The New York State Department of Environmental Conservation has dealt another blow to the upstate Greenidge Generating Facility, which generates electricity for the power grid and operates also bitcoins.
Greenidge said the decision, announced Thursday, to deny them a new “Title V” air emissions permit will have “no impact on our current operations.”
The company, located in New York’s Finger Lakes region, said it will continue to operate its natural gas plant as it appeals the DEC’s decision. In a statement, the company said: “We can continue to operate uninterrupted under our existing Title V Air Permit, which is still in effect, for as long as it takes to successfully challenge this capricious and arbitrary decision. ” The company has stated its intention to pursue legal action if their appeal is unsuccessful.
Climate activists urge Governor Hochul to take the next step
Referring to the recent bill to impose a two-year moratorium on cryptocurrency mining, Yvonne Taylor of the Seneca Lake Guardian organization said, “Governor (Kathy) Hochul needs to finish the job by signing the moratorium on cryptocurrency.”
The moratorium bill has passed both the Senate and the Assembly and is now awaiting Hochul’s signature. However, Hochul recently said she does not plan to review the bill until the end of this year.
Activists continue to push for the moratorium as they argue that other mining operations are looking to move into New York state. According to Sen. Kevin Parker (D), one of the co-sponsors of the moratorium bill, other gas-fired power plants are targeted by cryptocurrency mining operations.
Assembly Cryptocurrency Supporters Launch Compromise Bill
In a recent development, the New York State Assembly passed a bill directing the New York State Department of Financial Services to establish a task force to study cryptocurrency mining, without imposing a moratorium. Introduced by Clyde Vanel (D), measure A09275 would propose to study various aspects of cryptocurrency, including consumer and investor protection. The bill passed the Assembly by a vote of 122 to 25 on March 28.

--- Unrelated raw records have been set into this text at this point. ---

use std::ops::AddAssign;

use serde::{Deserialize, Serialize};

#[derive(Debug, Clone, Copy, Default, PartialEq, Eq, Serialize, Deserialize)]
pub struct TokenCount {
    pub input: u64,
    pub output: u64,
}

impl TokenCount {
    pub fn total(&self) -> u64 {
        self.input + self.output
    }
}

impl AddAssign for TokenCount {
    fn add_assign(&mut self, rhs: Self) {
        self.input += rhs.input;
        self.output += rhs.output;
    }
}

#[derive(Debug, Clone, Copy, Serialize, Deserialize)]
pub struct TokenUsage {
    pub tokens: TokenCount,
    pub cost_usd: f64,
}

The New York State Senate also passed the bill on June 2 by an overwhelming 61-2 vote.
This bill is now also submitted to Governor Hochul for signature.
Cryptocurrency proponents continue to tout the benefits of mining
Construction unions and labor unions, especially the Electrical Workers Union, have been big supporters of the cryptocurrency mining industry. Establishing mining operations using previously shut down power plants could create thousands of well-paying jobs in upstate New York, they say. The region is part of the vast northeast “rust belt,” which has been bleeding manufacturing jobs for decades.
And of course, when making their case to state government officials, proponents are quick to point out that these operations may very well generate significant tax revenue for the state.
New York State has long been considered in many ways the financial capital of the United States, and cryptocurrency advocates want to ensure that the state is doing all it can to foster a climate business-friendly and a hotbed of innovative technologies.
This is a guest post by Rick Mulvey. The opinions expressed are entirely their own and do not necessarily reflect those of BTC Inc. or bitcoin magazine.
The views and opinions expressed herein are the views and opinions of the author and do not necessarily reflect those of Nasdaq, Inc.